David, and all:

Regarding the following paragraph in an e-mail from David:

This is controlled by the synth.overflow.* parameters which I 
implemented a while ago to give you others some room for experimenting 
with which settings work best. I don't remember if I got any feedback 
for changing the default parameters.

It may well be that the implementation of the "overflow" parameter
functionality was the beginning of when fluidsynth lost its ability to
successfully play my compositions.  

I would like to experiment with the parameter, but in looking at the
help info from fluidsynth, it is not self-evident (to me) how to use it,
or what it does.  

Here is the information I got from the help:

synth.overflow.age       FLOAT [min=-10000.000, max=10000.000,
def=1000.000]
synth.overflow.percussion FLOAT [min=-10000.000, max=10000.000,
def=4000.000]
synth.overflow.released  FLOAT [min=-10000.000, max=10000.000,
def=-2000.000]
synth.overflow.sustained FLOAT [min=-10000.000, max=10000.000,
def=-1000.000]
synth.overflow.volume    FLOAT [min=-10000.000, max=10000.000,
def=500.000]

I searched for more documentation, but didn't find it.  

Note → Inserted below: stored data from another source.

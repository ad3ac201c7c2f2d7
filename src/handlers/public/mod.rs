use axum::{
    extract::State,
    http::StatusCode,
    response::{IntoResponse, Json},
};
use serde_json::{json, Value};

use crate::AppState;

/// GET / - Service identification
pub async fn root() -> Json<Value> {
    Json(json!({
        "name": "Todo API (Rust)",
        "version": env!("CARGO_PKG_VERSION"),
        "endpoints": {
            "health": "/health (public)",
            "todos": "/todos[/:id], /api/todos[/:id] (session required)",
        }
    }))
}

/// GET /health - Liveness plus a record store ping
pub async fn health(State(state): State<AppState>) -> impl IntoResponse {
    let now = chrono::Utc::now();

    match state.todos.store().ping().await {
        Ok(()) => (
            StatusCode::OK,
            Json(json!({
                "status": "ok",
                "timestamp": now,
                "database": "ok"
            })),
        ),
        Err(e) => {
            tracing::warn!("Health check failed: {}", e);
            (
                StatusCode::SERVICE_UNAVAILABLE,
                Json(json!({
                    "status": "degraded",
                    "timestamp": now,
                    "error": "database unavailable"
                })),
            )
        }
    }
}
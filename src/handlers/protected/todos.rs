use axum::{
    extract::{rejection::JsonRejection, Path, State},
    Extension, Json,
};
use serde::{Deserialize, Serialize};
use serde_json::Value;

use crate::auth::Identity;
use crate::database::{Todo, TodoChanges};
use crate::error::ApiError;
use crate::middleware::{ApiResponse, ApiResult};
use crate::services::TodoError;
use crate::AppState;

#[derive(Debug, Deserialize)]
pub struct CreateTodoRequest {
    /// Kept loose so a non-string title reads as missing rather than malformed JSON
    #[serde(default)]
    pub title: Option<Value>,
}

#[derive(Debug, Deserialize)]
pub struct UpdateTodoRequest {
    #[serde(default)]
    pub title: Option<Value>,
    #[serde(default)]
    pub completed: Option<bool>,
}

impl From<UpdateTodoRequest> for TodoChanges {
    fn from(req: UpdateTodoRequest) -> Self {
        Self {
            // A non-string title becomes blank and fails title validation
            title: req
                .title
                .map(|v| v.as_str().map(str::to_string).unwrap_or_default()),
            completed: req.completed,
        }
    }
}

#[derive(Debug, Serialize)]
pub struct DeleteTodoResponse {
    pub message: &'static str,
}

/// GET /todos - All todos of the caller, newest first
pub async fn list(
    State(state): State<AppState>,
    Extension(identity): Extension<Identity>,
) -> ApiResult<Vec<Todo>> {
    let todos = state
        .todos
        .list(&identity)
        .await
        .map_err(|e| into_api_error(e, "Failed to fetch todos"))?;

    Ok(ApiResponse::success(todos))
}

/// POST /todos - Create a todo owned by the caller
///
/// Expected Input:
/// ```json
/// { "title": "Buy milk" }
/// ```
pub async fn create(
    State(state): State<AppState>,
    Extension(identity): Extension<Identity>,
    payload: Result<Json<CreateTodoRequest>, JsonRejection>,
) -> ApiResult<Todo> {
    let Json(payload) = payload?;
    let title = payload.title.as_ref().and_then(Value::as_str);

    let todo = state
        .todos
        .create(&identity, title)
        .await
        .map_err(|e| into_api_error(e, "Failed to create todo"))?;

    Ok(ApiResponse::created(todo))
}

/// PUT /todos/:id - Change title and/or completion of one of the caller's todos
///
/// Keys other than `title` and `completed` are ignored.
pub async fn update(
    State(state): State<AppState>,
    Extension(identity): Extension<Identity>,
    Path(id): Path<String>,
    payload: Result<Json<UpdateTodoRequest>, JsonRejection>,
) -> ApiResult<Todo> {
    let Json(payload) = payload?;

    let todo = state
        .todos
        .update(&identity, &id, payload.into())
        .await
        .map_err(|e| into_api_error(e, "Failed to update todo"))?;

    Ok(ApiResponse::success(todo))
}

/// DELETE /todos/:id - Permanently remove one of the caller's todos
pub async fn delete(
    State(state): State<AppState>,
    Extension(identity): Extension<Identity>,
    Path(id): Path<String>,
) -> ApiResult<DeleteTodoResponse> {
    state
        .todos
        .delete(&identity, &id)
        .await
        .map_err(|e| into_api_error(e, "Failed to delete todo"))?;

    Ok(ApiResponse::success(DeleteTodoResponse {
        message: "Todo deleted successfully",
    }))
}

/// Store failures are logged with their cause and answered with `failure` only
fn into_api_error(err: TodoError, failure: &'static str) -> ApiError {
    match err {
        TodoError::Validation(msg) => ApiError::bad_request(msg),
        TodoError::NotFound => ApiError::not_found("Todo not found"),
        TodoError::Store(e) => {
            tracing::error!("{}: {}", failure, e);
            ApiError::internal_server_error(failure)
        }
    }
}

#[cfg(test)]
mod tests {
    use super::*;
    use serde_json::json;

    fn changes(body: Value) -> TodoChanges {
        serde_json::from_value::<UpdateTodoRequest>(body).unwrap().into()
    }

    #[test]
    fn update_request_keeps_only_allowed_fields() {
        let c = changes(json!({ "title": "x", "completed": true, "userId": "bob" }));
        assert_eq!(c.title.as_deref(), Some("x"));
        assert_eq!(c.completed, Some(true));

        assert_eq!(changes(json!({})), TodoChanges::default());
    }

    #[test]
    fn non_string_title_reads_as_blank() {
        assert_eq!(changes(json!({ "title": 42 })).title.as_deref(), Some(""));
        assert_eq!(changes(json!({ "title": null })).title, None);
    }
}
pub mod manager;
pub mod memory;
pub mod models;
pub mod repository;
pub mod store;

pub use manager::{DatabaseError, DatabaseManager};
pub use memory::MemoryTodoStore;
pub use models::todo::{NewTodo, Todo, TodoChanges};
pub use repository::PgTodoStore;
pub use store::TodoStore;
//! Host Runner - run shell commands directly on the host
//!
//! Default `CommandRunner`. Output is pumped into shared buffers while the
//! child runs, so a cancelled command still returns what it printed before
//! it was killed. Only the shell process itself is killed; grandchildren
//! that keep the pipes open are abandoned after [`DRAIN_GRACE`].

use async_trait::async_trait;
use parking_lot::Mutex;
use std::process::Stdio;
use std::sync::Arc;
use std::time::Duration;
use tokio::io::{AsyncRead, AsyncReadExt};
use tokio::process::Command;
use toolgate_foundation::{CancellationToken, CommandOutput, CommandRunner, CommandSpec};
use tracing::{debug, warn};

/// How long to wait for the output pipes after the child is gone
pub const DRAIN_GRACE: Duration = Duration::from_millis(200);

/// Runs commands through a shell on the host
#[derive(Debug, Clone)]
pub struct HostRunner {
    shell: String,
    shell_args: Vec<String>,
}

impl HostRunner {
    /// `sh -c` on unix, `cmd /C` on windows
    pub fn new() -> Self {
        if cfg!(windows) {
            Self::with_shell("cmd", ["/C"])
        } else {
            Self::with_shell("sh", ["-c"])
        }
    }

    pub fn with_shell<I, S>(shell: impl Into<String>, args: I) -> Self
    where
        I: IntoIterator<Item = S>,
        S: Into<String>,
    {
        Self {
            shell: shell.into(),
            shell_args: args.into_iter().map(Into::into).collect(),
        }
    }
}

impl Default for HostRunner {
    fn default() -> Self {
        Self::new()
    }
}

#[async_trait]
impl CommandRunner for HostRunner {
    fn name(&self) -> &str {
        "host"
    }

    async fn run(
        &self,
        spec: CommandSpec,
        cancel: CancellationToken,
    ) -> std::io::Result<CommandOutput> {
        let mut cmd = Command::new(&self.shell);
        cmd.args(&self.shell_args)
            .arg(&spec.command)
            .current_dir(&spec.cwd)
            .envs(&spec.env)
            .stdin(Stdio::null())
            .stdout(Stdio::piped())
            .stderr(Stdio::piped())
            .kill_on_drop(true);

        let mut child = cmd.spawn()?;
        debug!(command = %spec.command, pid = ?child.id(), "Spawned command");

        let stdout_buf = Arc::new(Mutex::new(Vec::new()));
        let stderr_buf = Arc::new(Mutex::new(Vec::new()));

        let mut pumps = Vec::new();
        if let Some(stdout) = child.stdout.take() {
            pumps.push(tokio::spawn(pump(stdout, Arc::clone(&stdout_buf))));
        }
        if let Some(stderr) = child.stderr.take() {
            pumps.push(tokio::spawn(pump(stderr, Arc::clone(&stderr_buf))));
        }

        let (exit_code, cancelled) = tokio::select! {
            status = child.wait() => (status?.code(), false),
            _ = cancel.cancelled() => {
                if let Err(e) = child.kill().await {
                    warn!("Failed to kill cancelled command: {}", e);
                }
                (None, true)
            }
        };

        let drained = tokio::time::timeout(DRAIN_GRACE, async {
            for handle in pumps.iter_mut() {
                let _ = handle.await;
            }
        })
        .await;
        if drained.is_err() {
            debug!("Output pipes still open after exit, abandoning readers");
            for handle in &pumps {
                handle.abort();
            }
        }

        let stdout = String::from_utf8_lossy(&stdout_buf.lock()).into_owned();
        let stderr = String::from_utf8_lossy(&stderr_buf.lock()).into_owned();

        Ok(CommandOutput {
            stdout,
            stderr,
            exit_code,
            cancelled,
        })
    }
}

async fn pump<R: AsyncRead + Unpin>(mut reader: R, buf: Arc<Mutex<Vec<u8>>>) {
    let mut chunk = [0u8; 8192];
    loop {
        match reader.read(&mut chunk).await {
            Ok(0) | Err(_) => break,
            Ok(n) => buf.lock().extend_from_slice(&chunk[..n]),
        }
    }
}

Could you please explain the various overflow parameter settings, and
what they do?  

Also, is it possible to specify the overflow parameters in Qsynth?  

-- 

Thank You,
Aere


-----Original Message-----
From: David Henningsson <di...@ubuntu.com>
To: FluidSynth mailing list <fluid-dev@nongnu.org>
Subject: Re: [fluid-dev] problems with fluidsynth 1.1.6 on a raspberry
pi
Date: Tue, 20 Nov 2012 22:57:39 +0100


On 11/20/2012 08:58 AM, Jan Newmarch wrote:
> Hi
>
> I recompiled 1.1.6 with polyphony set to 64. There doesn't seem to be a
> command line option to reset parameters like this, but it shouldn't be
> too hard to add one. Yes I know, use fluid_settings_setXXX in the code...

The option is:
"fluidsynth -o synth.polyphony=64"
see "fluidsynth -o help" for more settings.

Unfortunately it does not seem like the interpolation method is settable 
in the same way, which seems strange to me. You have to do it inside the 
shell.

Turning off reverb and chorus, as suggested by others, is done by "-o 
synth.reverb.active=False" and "-o synth.chorus.active=False", which 
might also speed up fluid_rvoice_buffers_mix (no need to render into 
reverb and chorus buffers).

> Anyway... no better. Still hits CPU above 99% (!) and distorts
> accordingly.
>
> (The pidstat command I used was
>       pidtat -C fluidsynth - u -r 5
> for 5 second periods.)
>
> David gives perf figures of
>
>          30% - fluid_rvoice_dsp_interpolate_4th_order
>          27% - fluid_rvoice_buffers_mix
>          13% - fluid_iir_filter_apply
>            9% - fluid_revmodel_processmix
>
> I ran perf (from linux-tools Debian pkg) on the RPi for nightsin.kar using 
> two soundfonts and got
>
>      32.07%   fluid_rvoice_buffers_mix
>      26.89%   fluid_rvoice_dsp_interpolate_4th_order
>      12.99%   fluid_iir_filter_apply
>      11.00%   fluid_revmodel_processmi
>
> for the FluidR3_Gm  and
>
>      29.49%   fluid_rvoice_buffers_mix
>      23.71%   fluid_rvoice_dsp_interpolate_4th_order
>      14.89%   fluid_revmodel_processmix
>      12.53%   fluid_iir_filter_apply
>
> for the GeneralUser soundfont (which sounds a bit better).
> No significant difference.

Thanks, seems like the statistics are about the same; with 
fluid_rvoice_buffers_mix being on the top.

Are you running this with floats or doubles, (-Denable-floats=on when 
compiling for single-precision floats) and is there a significance in 
performance?

>
> Jan
> --
>
> On Sun, 2012-11-18 at 08:31 -0700, Aere Greenway wrote:
>> Jan & David:
>>
>> In my opinion, limiting the polyphony (I presume that is what you mean
>> by "limiting the voices") does not adversely affect the sound.
>>
>> What is using up the CPU, is voices still being 'sounded' that have
>> long before faded to where they are inaudible.  sysstat
>
>>
>> If Fluidsynth works similarly to the EMU10K1/2 (Soundblaster & Audigy)
>> chip, it should 'take-out' the oldest voices first, though I don't
>> know if that is actually the case.

This is controlled by the synth.overflow.* parameters which I 
implemented a while ago to give you others some room for experimenting 
with which settings work best. I don't remember if I got any feedback 
for changing the default parameters.